Had the survey been returned with the proces verbal, or certificate attached, stating the fact of possession having been given according to the grant, and that the survey did no injury to others; then the effectual and conclusive title could have been issued, divesting the rights of the Spanish government; and then only.
[p96] Can it be believed that the Governor of Louisiana intended conclusively to grant a domain of fifteen miles wide and over forty miles long (as large as an ordinary county), for the mere purpose of a cow-pen? and that he would have sanctioned a survey and completed the title, if the surveyor of the Province had reported to him, as was his duty, that Boisdoré declined to remove his family, white or black, to the place, or to employ his slaves there, with the exception of a single cowherd; and that the improvement of the place was as slight as it could well be,—that it amounted only to a trifling patch of a few acres? Such a proposition shocks all sense of equity, and is contrary to the settled policy of the Spanish government; which was, to make gratuitous grants for the purposes of settlement and inhabitation, and not to the end of mere speculation.
And, again, the grantee might have his land surveyed, or he might decline; he might establish himself on the land, or decline: these acts rested wholly in his discretion. But if he failed to take possession and establish himself, he had no claim to a title; his concession or first decree in such case had no operation. So the Supreme Court of Louisiana held in Lafayette v. Blanc, (3 Louisiana Annual Reports, 60,) and in our judgment properly. There, the grantee never having had actual possession under his concession, the court decided that he could set up no claim to the land at law or in equity. This case followed Hooter v. Tippet (17 La. Rep. 109). We take it to be undoubtedly true, that, if no actual possession was taken under a gratuitous concession given for the purpose of cultivation or of raising cattle, during the existence of the Spanish government, no equity was imposed on our government to give any consideration or effect to such concession, or requête.

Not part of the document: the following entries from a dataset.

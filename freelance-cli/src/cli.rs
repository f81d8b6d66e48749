use std::fs::File;
use std::path::PathBuf;

use anyhow::{Context, Result};
use clap::{Parser, ValueEnum};
use freelance_core::calculations::{MicroEntrepreneurConfig, SingleMemberLlcConfig};
use freelance_core::{ScenarioConfig, TaxSchedule};
use freelance_data::BracketTableLoader;
use rust_decimal::Decimal;
use tracing::debug;

// ─── CLI definition ──────────────────────────────────────────────────────────

/// Net income simulator for French freelance legal statuses.
///
/// Compares the micro-entrepreneur regime with a SASU paid through
/// several salary/dividend splits for one annual revenue figure.
#[derive(Debug, Parser)]
#[command(name = "freelance-sim", version, about, long_about = None)]
pub struct Cli {
    /// Annual revenue (chiffre d'affaires) in euros.
    #[arg(value_parser = parse_revenue)]
    pub revenue: Decimal,

    /// Micro-entrepreneur activity type: BIC, BNC or VENTE.
    #[arg(long, default_value = "BNC")]
    pub activity: String,

    /// Fixed charges deducted from revenue for the company statuses.
    #[arg(long, default_value = "0", value_parser = parse_fixed_charges)]
    pub fixed_charges: Decimal,

    /// Share of profit kept as reserve for the company statuses (0 to 1).
    #[arg(long, default_value = "0")]
    pub reserve_ratio: Decimal,

    /// Also compute the EURL (income tax regime) scenario.
    #[arg(long, default_value_t = false)]
    pub eurl: bool,

    /// EURL contribution rate (0 to 1).
    #[arg(long, default_value = "0.45")]
    pub eurl_contribution_rate: Decimal,

    /// CSV file with alternative bracket tables
    /// (columns: table,min_income,max_income,rate).
    #[arg(long)]
    pub brackets: Option<PathBuf>,

    /// Output format.
    #[arg(long, value_enum, default_value_t = OutputFormat::Text)]
    pub format: OutputFormat,
}

#[derive(Debug, Clone, Copy, PartialEq, Eq, ValueEnum)]
pub enum OutputFormat {
    Text,
    Json,
}

/// Parses the revenue argument, rejecting negative amounts.
fn parse_revenue(s: &str) -> Result<Decimal, String> {
    parse_non_negative("revenue", s)
}

/// Parses the fixed charges argument, rejecting negative amounts.
fn parse_fixed_charges(s: &str) -> Result<Decimal, String> {
    parse_non_negative("fixed charges", s)
}

fn parse_non_negative(
    name: &str,
    s: &str,
) -> Result<Decimal, String> {
    let amount: Decimal = s
        .trim()
        .parse()
        .map_err(|e| format!("invalid amount '{s}': {e}"))?;
    if amount < Decimal::ZERO {
        return Err(format!("{name} must be non-negative, got {amount}"));
    }
    Ok(amount)
}

impl Cli {
    /// Builds the scenario configuration described by the arguments.
    pub fn scenario_config(&self) -> Result<ScenarioConfig> {
        let schedule = match &self.brackets {
            Some(path) => {
                debug!(path = %path.display(), "loading bracket tables");
                let file = File::open(path)
                    .with_context(|| format!("Failed to open: {}", path.display()))?;
                BracketTableLoader::load(file)
                    .with_context(|| format!("Failed to load brackets: {}", path.display()))?
            }
            None => TaxSchedule::default(),
        };

        let single_member_llc = self.eurl.then(|| SingleMemberLlcConfig {
            fixed_charges: self.fixed_charges,
            contribution_rate: self.eurl_contribution_rate,
            reserve_ratio: self.reserve_ratio,
        });

        Ok(ScenarioConfig {
            micro_entrepreneur: MicroEntrepreneurConfig {
                activity_type: self.activity.clone(),
                ..Default::default()
            },
            sasu_fixed_charges: self.fixed_charges,
            sasu_reserve_ratio: self.reserve_ratio,
            single_member_llc,
            schedule,
            ..Default::default()
        })
    }
}
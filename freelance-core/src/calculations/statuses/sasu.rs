//! SASU (simplified joint-stock company) status.
//!
//! The founder is paid through a mix of salary and dividends:
//!
//! | Step | Description |
//! |------|-------------|
//! | 1    | Pre-salary profit: revenue − fixed charges |
//! | 2    | Reserve: profit × reserve ratio; distributable = profit − reserve |
//! | 3    | Gross salary: distributable × salary ratio; gross dividends: the rest |
//! | 4    | Salary contributions: gross salary × 65%; net salary = gross − contributions |
//! | 5    | Corporate taxable profit: distributable − gross salary |
//! | 6    | Corporate tax: corporate schedule on step 5 |
//! | 7    | Net dividends: gross dividends × 70% (30% flat withholding) |
//! | 8    | Net income: net salary + net dividends |
//!
//! # Example
//!
//! ```
//! use rust_decimal_macros::dec;
//! use freelance_core::calculations::{
//!     ComputeResult, SimplifiedStockCompany, SimplifiedStockCompanyConfig,
//! };
//!
//! let config = SimplifiedStockCompanyConfig {
//!     fixed_charges: dec!(10000),
//!     salary_ratio: dec!(0.5),
//!     ..Default::default()
//! };
//! let result = SimplifiedStockCompany::new(dec!(100000), config)
//!     .compute_result()
//!     .unwrap();
//!
//! assert_eq!(result.status(), "SASU (salaire 50%)");
//! assert_eq!(result.field("corporate_tax"), Some(dec!(7000.00)));
//! ```

use rust_decimal::Decimal;
use serde::{Deserialize, Serialize};
use tracing::{debug, warn};

use super::{ComputeResult, StatusError, ensure_non_negative, ensure_unit_ratio};
use crate::calculations::common::{round_half_up, whole_percent};
use crate::calculations::compute_progressive_tax;
use crate::{SimplifiedStockCompanyResult, StatusResult, TaxSchedule};

/// Combined employer and employee social charges on the gross salary.
pub const SALARY_CONTRIBUTION_RATE: Decimal = Decimal::from_parts(65, 0, 0, false, 2);

/// Flat withholding (PFU) on dividends: 12.8% income tax + 17.2% social levies.
pub const DIVIDEND_WITHHOLDING_RATE: Decimal = Decimal::from_parts(30, 0, 0, false, 2);

/// Configuration of the SASU computation.
#[derive(Debug, Clone, PartialEq, Eq, Serialize, Deserialize)]
#[serde(default)]
pub struct SimplifiedStockCompanyConfig {
    /// Operating charges deducted from revenue. Defaults to 0.
    pub fixed_charges: Decimal,

    /// Share of pre-salary profit set aside (R&D reserve). Not deductible.
    /// Defaults to 0.
    pub reserve_ratio: Decimal,

    /// Share of distributable profit paid as gross salary; the remainder is
    /// paid as gross dividends. Defaults to 1.0 (all salary).
    pub salary_ratio: Decimal,
}

impl Default for SimplifiedStockCompanyConfig {
    fn default() -> Self {
        Self {
            fixed_charges: Decimal::ZERO,
            reserve_ratio: Decimal::ZERO,
            salary_ratio: Decimal::ONE,
        }
    }
}

impl SimplifiedStockCompanyConfig {
    /// Validates the charges and ratios.
    ///
    /// # Errors
    ///
    /// Returns [`StatusError::NegativeAmount`] if `fixed_charges` is
    /// negative, and [`StatusError::InvalidRatio`] if `reserve_ratio` or
    /// `salary_ratio` is outside `[0, 1]`.
    pub fn validate(&self) -> Result<(), StatusError> {
        ensure_non_negative("fixed_charges", self.fixed_charges)?;
        ensure_unit_ratio("reserve_ratio", self.reserve_ratio)?;
        ensure_unit_ratio("salary_ratio", self.salary_ratio)
    }
}

/// Calculator for the SASU status.
#[derive(Debug, Clone, PartialEq, Eq)]
pub struct SimplifiedStockCompany {
    revenue: Decimal,
    config: SimplifiedStockCompanyConfig,
    schedule: TaxSchedule,
}

impl SimplifiedStockCompany {
    pub fn new(
        revenue: Decimal,
        config: SimplifiedStockCompanyConfig,
    ) -> Self {
        Self {
            revenue,
            config,
            schedule: TaxSchedule::default(),
        }
    }

    /// Replaces the tax schedule used for corporate tax.
    pub fn with_schedule(
        mut self,
        schedule: TaxSchedule,
    ) -> Self {
        self.schedule = schedule;
        self
    }

    pub fn revenue(&self) -> Decimal {
        self.revenue
    }

    pub fn config(&self) -> &SimplifiedStockCompanyConfig {
        &self.config
    }

    /// Label such as `SASU (salaire 70%)`.
    pub fn status_label(&self) -> String {
        format!("SASU (salaire {}%)", whole_percent(self.config.salary_ratio))
    }

    fn pre_salary_profit(&self) -> Decimal {
        let profit = self.revenue - self.config.fixed_charges;
        if profit < Decimal::ZERO {
            warn!(
                revenue = %self.revenue,
                fixed_charges = %self.config.fixed_charges,
                profit = %profit,
                "Pre-salary profit is negative; corporate tax will be zero"
            );
        }
        profit
    }

    /// Splits profit into (reserve, distributable).
    fn reserve_split(
        &self,
        profit: Decimal,
    ) -> (Decimal, Decimal) {
        let reserve = profit * self.config.reserve_ratio;
        (reserve, profit - reserve)
    }

    /// Splits distributable profit into (gross salary, gross dividends).
    fn remuneration_split(
        &self,
        distributable: Decimal,
    ) -> (Decimal, Decimal) {
        let gross_salary = distributable * self.config.salary_ratio;
        let gross_dividends = distributable * (Decimal::ONE - self.config.salary_ratio);
        (gross_salary, gross_dividends)
    }

    fn corporate_tax(
        &self,
        corporate_profit: Decimal,
    ) -> Decimal {
        compute_progressive_tax(corporate_profit, &self.schedule.corporate_tax)
    }
}

impl ComputeResult for SimplifiedStockCompany {
    fn compute_result(&self) -> Result<StatusResult, StatusError> {
        self.config.validate()?;

        let profit = self.pre_salary_profit();
        let (reserve, distributable) = self.reserve_split(profit);
        let (gross_salary, gross_dividends) = self.remuneration_split(distributable);

        let salary_contributions = gross_salary * SALARY_CONTRIBUTION_RATE;
        let net_salary = round_half_up(gross_salary - salary_contributions);

        let corporate_profit = distributable - gross_salary;
        let corporate_tax = self.corporate_tax(corporate_profit);

        let net_dividends =
            round_half_up(gross_dividends * (Decimal::ONE - DIVIDEND_WITHHOLDING_RATE));

        debug!(
            distributable = %distributable,
            gross_salary = %gross_salary,
            gross_dividends = %gross_dividends,
            corporate_profit = %corporate_profit,
            corporate_tax = %corporate_tax,
            "SASU computed"
        );

        Ok(SimplifiedStockCompanyResult {
            status: self.status_label(),
            net_income: net_salary + net_dividends,
            net_salary,
            net_dividends,
            salary_contributions: round_half_up(salary_contributions),
            corporate_tax,
            reserve: round_half_up(reserve),
            gross_salary: round_half_up(gross_salary),
            gross_dividends: round_half_up(gross_dividends),
        }
        .into())
    }
}
//! Common utility functions for status calculations.
//!
//! This module provides the currency rounding shared by every status model
//! and the small ratio helpers used when labelling results.

use rust_decimal::{Decimal, RoundingStrategy};

/// Rounds a decimal value to exactly two decimal places using half-up rounding.
///
/// Values at exactly 0.005 are rounded away from zero, which is the usual
/// convention for euro amounts.
///
/// # Examples
///
/// ```
/// use rust_decimal_macros::dec;
/// use freelance_core::calculations::common::round_half_up;
///
/// assert_eq!(round_half_up(dec!(123.454)), dec!(123.45));
/// assert_eq!(round_half_up(dec!(123.455)), dec!(123.46));
/// assert_eq!(round_half_up(dec!(-123.455)), dec!(-123.46)); // Away from zero
/// assert_eq!(round_half_up(dec!(70000)).to_string(), "70000.00");
/// ```
pub fn round_half_up(value: Decimal) -> Decimal {
    let mut rounded = value.round_dp_with_strategy(2, RoundingStrategy::MidpointAwayFromZero);
    // Always carry two decimals so amounts render as cents.
    rounded.rescale(2);
    rounded
}

/// Converts a ratio into a whole percentage, dropping any fractional part.
///
/// # Examples
///
/// ```
/// use rust_decimal_macros::dec;
/// use freelance_core::calculations::common::whole_percent;
///
/// assert_eq!(whole_percent(dec!(0.7)).to_string(), "70");
/// assert_eq!(whole_percent(dec!(1.0)).to_string(), "100");
/// assert_eq!(whole_percent(dec!(0.335)).to_string(), "33");
/// ```
pub fn whole_percent(ratio: Decimal) -> Decimal {
    (ratio * Decimal::ONE_HUNDRED).trunc().normalize()
}

/// Returns `true` when `value` lies within `[0, 1]`.
pub fn is_unit_ratio(value: Decimal) -> bool {
    value >= Decimal::ZERO && value <= Decimal::ONE
}
use std::io::Read;

use freelance_core::{BracketTable, BracketTableError, TaxBracket, TaxSchedule};
use rust_decimal::Decimal;
use serde::Deserialize;
use thiserror::Error;
use tracing::{debug, info};

/// Errors that can occur when loading bracket data.
#[derive(Debug, Error)]
pub enum BracketLoaderError {
    #[error("CSV parse error: {0}")]
    CsvParse(String),

    #[error("Invalid table '{0}' (expected 'income' or 'corporate')")]
    InvalidTable(String),

    #[error("Invalid {table} brackets: {source}")]
    InvalidBrackets {
        table: TableKind,
        #[source]
        source: BracketTableError,
    },
}

impl From<csv::Error> for BracketLoaderError {
    fn from(err: csv::Error) -> Self {
        BracketLoaderError::CsvParse(err.to_string())
    }
}

/// Which schedule a CSV row belongs to.
#[derive(Debug, Clone, Copy, PartialEq, Eq)]
pub enum TableKind {
    Income,
    Corporate,
}

impl TableKind {
    fn parse(s: &str) -> Result<Self, BracketLoaderError> {
        match s.trim().to_lowercase().as_str() {
            "income" => Ok(Self::Income),
            "corporate" => Ok(Self::Corporate),
            _ => Err(BracketLoaderError::InvalidTable(s.to_string())),
        }
    }
}

impl std::fmt::Display for TableKind {
    fn fmt(
        &self,
        f: &mut std::fmt::Formatter<'_>,
    ) -> std::fmt::Result {
        match self {
            Self::Income => f.write_str("income"),
            Self::Corporate => f.write_str("corporate"),
        }
    }
}

/// A single record from a bracket CSV file.
///
/// - `table`: `income` or `corporate` (any case)
/// - `min_income`: lower bound of the bracket
/// - `max_income`: upper bound (empty for unlimited)
/// - `rate`: marginal rate as a decimal (e.g. 0.11 for 11%)
#[derive(Debug, Clone, Deserialize, PartialEq)]
pub struct BracketRecord {
    pub table: String,
    pub min_income: Decimal,
    #[serde(deserialize_with = "deserialize_optional_decimal")]
    pub max_income: Option<Decimal>,
    pub rate: Decimal,
}

fn deserialize_optional_decimal<'de, D>(deserializer: D) -> Result<Option<Decimal>, D::Error>
where
    D: serde::Deserializer<'de>,
{
    let s: Option<String> = Option::deserialize(deserializer)?;
    match s {
        Some(s) if s.trim().is_empty() => Ok(None),
        Some(s) => s
            .trim()
            .parse::<Decimal>()
            .map(Some)
            .map_err(serde::de::Error::custom),
        None => Ok(None),
    }
}

/// Loader for bracket tables from CSV files.
///
/// Tables present in the file replace the matching table of a base
/// [`TaxSchedule`]; tables absent from the file are kept as they are.
pub struct BracketTableLoader;

impl BracketTableLoader {
    /// Parse bracket records from a CSV reader.
    ///
    /// The reader can be any type that implements `Read`, such as a file or
    /// a byte slice.
    pub fn parse<R: Read>(reader: R) -> Result<Vec<BracketRecord>, BracketLoaderError> {
        let mut csv_reader = csv::ReaderBuilder::new()
            .trim(csv::Trim::All)
            .from_reader(reader);
        let mut records = Vec::new();

        for result in csv_reader.deserialize() {
            let record: BracketRecord = result?;
            records.push(record);
        }

        debug!(records = records.len(), "parsed bracket records");
        Ok(records)
    }

    /// Build a schedule from parsed records on top of `base`.
    ///
    /// Records are grouped by table, sorted by `min_income` and validated as
    /// a [`BracketTable`].
    pub fn apply(
        base: TaxSchedule,
        records: &[BracketRecord],
    ) -> Result<TaxSchedule, BracketLoaderError> {
        let mut income = Vec::new();
        let mut corporate = Vec::new();

        for record in records {
            let bracket = TaxBracket::new(record.min_income, record.max_income, record.rate);
            match TableKind::parse(&record.table)? {
                TableKind::Income => income.push(bracket),
                TableKind::Corporate => corporate.push(bracket),
            }
        }

        let mut schedule = base;
        if let Some(table) = Self::build_table(TableKind::Income, income)? {
            schedule.income_tax = table;
        }
        if let Some(table) = Self::build_table(TableKind::Corporate, corporate)? {
            schedule.corporate_tax = table;
        }

        Ok(schedule)
    }

    /// Parse a CSV reader and apply it on top of the built-in schedule.
    pub fn load<R: Read>(reader: R) -> Result<TaxSchedule, BracketLoaderError> {
        let records = Self::parse(reader)?;
        Self::apply(TaxSchedule::default(), &records)
    }

    fn build_table(
        kind: TableKind,
        mut brackets: Vec<TaxBracket>,
    ) -> Result<Option<BracketTable>, BracketLoaderError> {
        if brackets.is_empty() {
            return Ok(None);
        }

        brackets.sort_by(|a, b| a.min_income.cmp(&b.min_income));
        let count = brackets.len();
        let table = BracketTable::new(brackets).map_err(|source| {
            BracketLoaderError::InvalidBrackets {
                table: kind,
                source,
            }
        })?;

        info!(table = %kind, brackets = count, "loaded bracket table");
        Ok(Some(table))
    }
}
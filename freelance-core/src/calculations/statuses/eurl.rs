//! EURL (single-member limited liability company) status under the income
//! tax regime, with the manager treated as self-employed (TNS).
//!
//! The contribution rate is a flat approximation of TNS contributions, which
//! range between roughly 40% and 50% in practice.

use rust_decimal::Decimal;
use serde::{Deserialize, Serialize};
use tracing::{debug, warn};

use super::{ComputeResult, StatusError, ensure_non_negative, ensure_unit_ratio};
use crate::calculations::common::round_half_up;
use crate::calculations::compute_progressive_tax;
use crate::{SingleMemberLlcResult, StatusResult, TaxSchedule};

/// Configuration of the EURL computation.
#[derive(Debug, Clone, PartialEq, Eq, Serialize, Deserialize)]
#[serde(default)]
pub struct SingleMemberLlcConfig {
    /// Operating charges deducted from revenue. Defaults to 0.
    pub fixed_charges: Decimal,

    /// Flat TNS contribution rate on profit after reserve. Defaults to 45%.
    pub contribution_rate: Decimal,

    /// Share of profit kept in the company. Defaults to 0.
    pub reserve_ratio: Decimal,
}

impl Default for SingleMemberLlcConfig {
    fn default() -> Self {
        Self {
            fixed_charges: Decimal::ZERO,
            contribution_rate: Decimal::new(45, 2),
            reserve_ratio: Decimal::ZERO,
        }
    }
}

impl SingleMemberLlcConfig {
    /// Validates the charges and rates.
    ///
    /// # Errors
    ///
    /// Returns [`StatusError::NegativeAmount`] if `fixed_charges` is
    /// negative, and [`StatusError::InvalidRatio`] if `contribution_rate` or
    /// `reserve_ratio` is outside `[0, 1]`.
    pub fn validate(&self) -> Result<(), StatusError> {
        ensure_non_negative("fixed_charges", self.fixed_charges)?;
        ensure_unit_ratio("contribution_rate", self.contribution_rate)?;
        ensure_unit_ratio("reserve_ratio", self.reserve_ratio)
    }
}

/// Calculator for the EURL status.
#[derive(Debug, Clone, PartialEq, Eq)]
pub struct SingleMemberLlc {
    revenue: Decimal,
    config: SingleMemberLlcConfig,
    schedule: TaxSchedule,
}

impl SingleMemberLlc {
    pub fn new(
        revenue: Decimal,
        config: SingleMemberLlcConfig,
    ) -> Self {
        Self {
            revenue,
            config,
            schedule: TaxSchedule::default(),
        }
    }

    /// Replaces the tax schedule used for income tax.
    pub fn with_schedule(
        mut self,
        schedule: TaxSchedule,
    ) -> Self {
        self.schedule = schedule;
        self
    }

    pub fn revenue(&self) -> Decimal {
        self.revenue
    }

    pub fn config(&self) -> &SingleMemberLlcConfig {
        &self.config
    }
}

impl ComputeResult for SingleMemberLlc {
    fn compute_result(&self) -> Result<StatusResult, StatusError> {
        self.config.validate()?;

        let profit = self.revenue - self.config.fixed_charges;
        let reserve = profit * self.config.reserve_ratio;
        let net_profit = profit - reserve;

        let contributions = net_profit * self.config.contribution_rate;
        let taxable_income = net_profit - contributions;
        if taxable_income < Decimal::ZERO {
            warn!(
                taxable_income = %taxable_income,
                "Taxable income is negative; income tax will be zero"
            );
        }

        let income_tax = compute_progressive_tax(taxable_income, &self.schedule.income_tax);
        let net_income = taxable_income - income_tax;

        debug!(
            net_profit = %net_profit,
            contributions = %contributions,
            taxable_income = %taxable_income,
            income_tax = %income_tax,
            "EURL computed"
        );

        Ok(SingleMemberLlcResult {
            status: "EURL (IR)".to_string(),
            net_income: round_half_up(net_income),
            taxable_income: round_half_up(taxable_income),
            contributions: round_half_up(contributions),
            income_tax,
            reserve: round_half_up(reserve),
        }
        .into())
    }
}

#[cfg(test)]
mod tests {
    use pretty_assertions::assert_eq;
    use rust_decimal_macros::dec;

    use super::*;

    fn compute(config: SingleMemberLlcConfig, revenue: Decimal) -> SingleMemberLlcResult {
        match SingleMemberLlc::new(revenue, config).compute_result().unwrap() {
            StatusResult::SingleMemberLlc(result) => result,
            other => panic!("unexpected result variant: {other:?}"),
        }
    }

    #[test]
    fn default_contribution_rate_is_45_percent() {
        assert_eq!(SingleMemberLlcConfig::default().contribution_rate, dec!(0.45));
    }

    #[test]
    fn eurl_with_fixed_charges() {
        let config = SingleMemberLlcConfig {
            fixed_charges: dec!(10000),
            ..Default::default()
        };

        let result = compute(config, dec!(80000));

        assert_eq!(
            result,
            SingleMemberLlcResult {
                status: "EURL (IR)".to_string(),
                net_income: dec!(33663.77),
                taxable_income: dec!(38500.00),
                contributions: dec!(31500.00),
                income_tax: dec!(4836.23),
                reserve: dec!(0.00),
            }
        );
        assert!(result.contributions > dec!(0));
        assert!(result.income_tax >= dec!(0));
        assert!(result.net_income > dec!(0));
    }

    #[test]
    fn reserve_is_ratio_of_profit() {
        let config = SingleMemberLlcConfig {
            fixed_charges: dec!(5000),
            reserve_ratio: dec!(0.10),
            ..Default::default()
        };

        let result = compute(config, dec!(60000));

        assert!((result.reserve - dec!(0.10) * dec!(55000)).abs() <= dec!(0.01));
        assert_eq!(result.contributions, dec!(22275.00));
        assert_eq!(result.income_tax, dec!(1752.41));
        assert_eq!(result.net_income, dec!(25472.59));
    }

    #[test]
    fn contribution_rate_is_configurable() {
        let config = SingleMemberLlcConfig {
            contribution_rate: dec!(0.40),
            ..Default::default()
        };

        let result = compute(config, dec!(50000));

        assert_eq!(result.contributions, dec!(20000.00));
        assert_eq!(result.taxable_income, dec!(30000.00));
    }

    #[test]
    fn losses_owe_no_income_tax() {
        let config = SingleMemberLlcConfig {
            fixed_charges: dec!(20000),
            ..Default::default()
        };

        let result = compute(config, dec!(10000));

        assert_eq!(result.income_tax, dec!(0));
        assert_eq!(result.net_income, dec!(-5500.00));
    }

    #[test]
    fn contribution_rate_out_of_range_is_rejected() {
        let config = SingleMemberLlcConfig {
            contribution_rate: dec!(-0.45),
            ..Default::default()
        };

        let result = SingleMemberLlc::new(dec!(80000), config).compute_result();

        assert_eq!(
            result,
            Err(StatusError::InvalidRatio {
                name: "contribution_rate",
                value: dec!(-0.45),
            })
        );
    }

    #[test]
    fn negative_fixed_charges_are_rejected() {
        let config = SingleMemberLlcConfig {
            fixed_charges: dec!(-1),
            ..Default::default()
        };

        let result = SingleMemberLlc::new(dec!(80000), config).compute_result();

        assert_eq!(
            result,
            Err(StatusError::NegativeAmount {
                name: "fixed_charges",
                value: dec!(-1),
            })
        );
    }
}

And, in the next place, it was held in Lafayette v. Blanc, that if the party took possession, but had no survey executed during the time Spain exercised jurisdiction, this being his own neglect, it lies on him to establish the boundaries of his grant, and to identify his land with such certainty, as to show what particular tract was severed from the public domain; and if he fails to do it, then he has no remedy in a court of justice. And this part of the decision we also approve.
Here there was no survey, and we are of opinion, first, that complainants have not identified any particular tract of land that was granted; and secondly, that, if they had, no possession was taken, or pretended to be taken, such as the agreement between the Spanish authorities and the grantee contemplated. And therefore it is ordered, that the decree of the District Court be reversed, and the petition dismissed.
[p97] Mr. Justice McLEAN, Mr. Justice WAYNE, and Mr. Justice McKINLEY dissented. . . .
This cause came on to be heard on the transcript of the record from the District Court of the United States for the Southern District of Mississippi, and was argued by counsel. On consideration whereof, it is the opinion of this court, that the grant of petitioners had no identity, and cannot be surveyed [p104] so as to give it boundaries. And secondly, if it could be identified, that no occupation and inhabitation were ever taken according to the terms of the grant, and therefore the claim is without equity according to the laws of Spain.
Whereupon it is now here ordered, adjudged, and decreed by this court, that the decree of the said District Court in this cause be, and the same is hereby, reversed, and that this cause be, and the same is hereby, remanded to the said District Court, with directions to dismiss the petition of the claimants in this cause.